The creature is solely attested in the Prose Edda, composed in the 13th century by Icelander Snorri Sturluson. Scholars identify her as stemming from a very early stratum of Germanic mythology, and ultimately belonging to larger complex of primordial bovines or cow-associated goddesses.
Rudolf Simek highlights that Roman senator Tacitus’s first century CE work ethnography of the Germanic peoples Germania mentions that they maintained hornless cattle (see name section above), and notes that the Germania describes that an image of the Germanic goddess Nerthus was led through the countryside by way of a cattle-driven wagon.
Simek compares the deity to a variety of cow-associated deities among non-Germanic peoples, such as the Egyptian goddesses Hathor (depicted as cow-headed) and Isis (whose iconography contains references to cows), and the Ancient Greek Hera (described as ‘the cow-eyed’).
Amaltheia
In Greek mythology, Amaltheia is the most-frequently mentioned foster-mother of Zeus. The name Amaltheia, in Greek “tender goddess”, is clearly an epithet, signifying the presence of an earlier nurturing goddess, whom the Hellenes, whose myths we know, knew to be located in Crete, where Minoans may have called her a version of “Dikte”.
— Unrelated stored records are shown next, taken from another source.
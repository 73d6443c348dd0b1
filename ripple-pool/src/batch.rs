//! The batched, per-worker-queue thread pool.

use std::sync::mpsc::{Receiver, Sender, TryRecvError};
use std::sync::{mpsc, Arc, Condvar, Mutex, MutexGuard};
use std::thread::JoinHandle;

use crate::error::{PoolError, PoolResult};

/// The per-item function a batch runs. Installed once per batch with
/// [`BatchPool::set_task`].
type Task<T> = Arc<dyn Fn(T) + Send + Sync + 'static>;

/// Phase bookkeeping shared between the coordinator and the workers.
struct PoolState<T> {
    /// A batch is in flight. Enqueue and task installation are forbidden
    /// while set.
    running: bool,
    /// The pool is being dropped; workers exit at their next wait.
    shutdown: bool,
    /// Workers that have drained their queue this batch. Counts up to the
    /// worker count, then back down to zero as workers pass the end-wait.
    finished: usize,
    /// The per-item function for the current batch.
    task: Option<Task<T>>,
}

struct Shared<T> {
    state: Mutex<PoolState<T>>,
    /// Signals phase changes (batch start, batch end, shutdown).
    batch_cv: Condvar,
    /// Signals completion-count changes to `go()`.
    finish_cv: Condvar,
    workers: usize,
}

impl<T> Shared<T> {
    fn lock(&self) -> MutexGuard<'_, PoolState<T>> {
        self.state.lock().expect("batch pool state poisoned")
    }
}

/// A fixed-size worker pool that executes one function over per-worker
/// queues, batch by batch.
///
/// Lifecycle per batch: [`set_task`](Self::set_task), then
/// [`enqueue`](Self::enqueue) every item to its chosen worker, then
/// [`go`](Self::go). `go()` releases the workers, blocks until every
/// worker has drained its queue, and returns with the workers parked
/// awaiting the next batch.
///
/// Invariants: `finished` never exceeds the worker count; a worker that
/// has reported finished executes nothing until the next `go()`; a worker
/// observes its queue in enqueue order.
pub struct BatchPool<T> {
    shared: Arc<Shared<T>>,
    /// Send halves of the per-worker queues. Only the coordinator sends,
    /// only the owning worker receives.
    senders: Vec<Sender<T>>,
    handles: Vec<JoinHandle<()>>,
}

impl<T: Send + 'static> BatchPool<T> {
    /// Creates a pool of `workers` parked threads named after `name`.
    ///
    /// # Errors
    /// Returns [`PoolError::Spawn`] if a worker thread cannot be spawned.
    ///
    /// # Panics
    /// Panics if `workers` is zero.
    pub fn new(name: &str, workers: usize) -> PoolResult<Self> {
        assert!(workers > 0, "batch pool needs at least one worker");

        let shared = Arc::new(Shared {
            state: Mutex::new(PoolState {
                running: false,
                shutdown: false,
                finished: 0,
                task: None,
            }),
            batch_cv: Condvar::new(),
            finish_cv: Condvar::new(),
            workers,
        });

        let mut senders = Vec::with_capacity(workers);
        let mut handles = Vec::with_capacity(workers);
        for i in 0..workers {
            let (tx, rx) = mpsc::channel();
            senders.push(tx);
            let thread_name = format!("{name} worker {i}");
            let worker_shared = Arc::clone(&shared);
            let handle = std::thread::Builder::new()
                .name(thread_name.clone())
                .spawn(move || worker_loop(&worker_shared, &rx))
                .map_err(|source| PoolError::Spawn { name: thread_name, source })?;
            handles.push(handle);
        }

        Ok(Self { shared, senders, handles })
    }

    /// Returns the number of workers.
    #[must_use]
    pub fn workers(&self) -> usize {
        self.shared.workers
    }

    /// Installs the per-item function for the next batch.
    ///
    /// # Panics
    /// Panics if a batch is currently running.
    pub fn set_task(&self, task: impl Fn(T) + Send + Sync + 'static) {
        let mut state = self.shared.lock();
        assert!(!state.running, "set_task while a batch is running");
        state.task = Some(Arc::new(task));
    }

    /// Appends `item` to worker `worker`'s queue.
    ///
    /// # Panics
    /// Panics if a batch is currently running or `worker` is out of range.
    pub fn enqueue(&self, worker: usize, item: T) {
        let state = self.shared.lock();
        assert!(!state.running, "enqueue while a batch is running");
        drop(state);
        self.senders[worker]
            .send(item)
            .expect("batch pool worker exited with the pool alive");
    }

    /// Releases the workers and blocks until every queue is drained.
    ///
    /// On return the workers are parked again and the pool accepts the
    /// next `set_task`/`enqueue` cycle.
    ///
    /// # Panics
    /// Panics if no task was installed or a batch is already running.
    pub fn go(&self) {
        let mut state = self.shared.lock();
        assert!(!state.running, "go() while a batch is running");
        assert!(state.task.is_some(), "go() without set_task");

        state.running = true;
        self.shared.batch_cv.notify_all();
        while state.finished < self.shared.workers {
            state = self
                .shared
                .finish_cv
                .wait(state)
                .expect("batch pool state poisoned");
        }

        // Every worker has drained its queue. Flip the phase so workers
        // move from their end-wait back to their work-wait, and wait for
        // the count to drain to zero before handing the pool back.
        state.running = false;
        self.shared.batch_cv.notify_all();
        while state.finished > 0 {
            state = self
                .shared
                .finish_cv
                .wait(state)
                .expect("batch pool state poisoned");
        }
    }
}

impl<T> Drop for BatchPool<T> {
    fn drop(&mut self) {
        {
            let mut state = self.shared.lock();
            state.shutdown = true;
            self.shared.batch_cv.notify_all();
        }
        for handle in self.handles.drain(..) {
            let _ = handle.join();
        }
    }
}

fn worker_loop<T>(shared: &Shared<T>, queue: &Receiver<T>) {
    loop {
        // Wait for work.
        let task = {
            let mut state = shared.lock();
            while !state.running && !state.shutdown {
                state = shared
                    .batch_cv
                    .wait(state)
                    .expect("batch pool state poisoned");
            }
            if state.shutdown {
                return;
            }
            Arc::clone(state.task.as_ref().expect("running without a task"))
        };

        // Drain our queue. Everything was enqueued before go(), so an
        // empty channel means the queue is exhausted.
        loop {
            match queue.try_recv() {
                Ok(item) => task(item),
                Err(TryRecvError::Empty | TryRecvError::Disconnected) => break,
            }
        }

        // Report finished.
        {
            let mut state = shared.lock();
            state.finished += 1;
            if state.finished == shared.workers {
                shared.finish_cv.notify_one();
            } else {
                assert!(state.finished < shared.workers);
            }
        }

        // Wait for the batch to end, then count ourselves back out.
        {
            let mut state = shared.lock();
            while state.running && !state.shutdown {
                state = shared
                    .batch_cv
                    .wait(state)
                    .expect("batch pool state poisoned");
            }
            if state.shutdown {
                return;
            }
            state.finished -= 1;
            if state.finished == 0 {
                shared.finish_cv.notify_one();
            }
        }
    }
}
There were different traditions regarding Amaltheia. Amaltheia is sometimes represented as the goat who nurtured the infant-god in a cave in Cretan Mount Aigaion (“Goat Mountain”), sometimes as a goat-tending nymph of uncertain parentage (the daughter of Oceanus, Helios, Haemonius, or—according to Lactantius—Melisseus).
The possession of multiple and uncertain mythological parents indicates wide worship of a deity in many cultures having varying local traditions. Other names, like Adrasteia, Ide, the nymph of Mount Ida, or Adamanthea, which appear in mythology handbooks, are simply duplicates of Amaltheia.
In the tradition represented by Hesiod’s Theogony, Cronus swallowed all of his children immediately after birth. The mother goddess Rhea, Zeus’ mother, deceived her brother consort Cronus by giving him a stone wrapped to look like a baby instead of Zeus. Since she instead gave the infant Zeus to Adamanthea to nurse in a cave on a mountain in Crete, it is clear that Adamanthea is a doublet of Amalthea.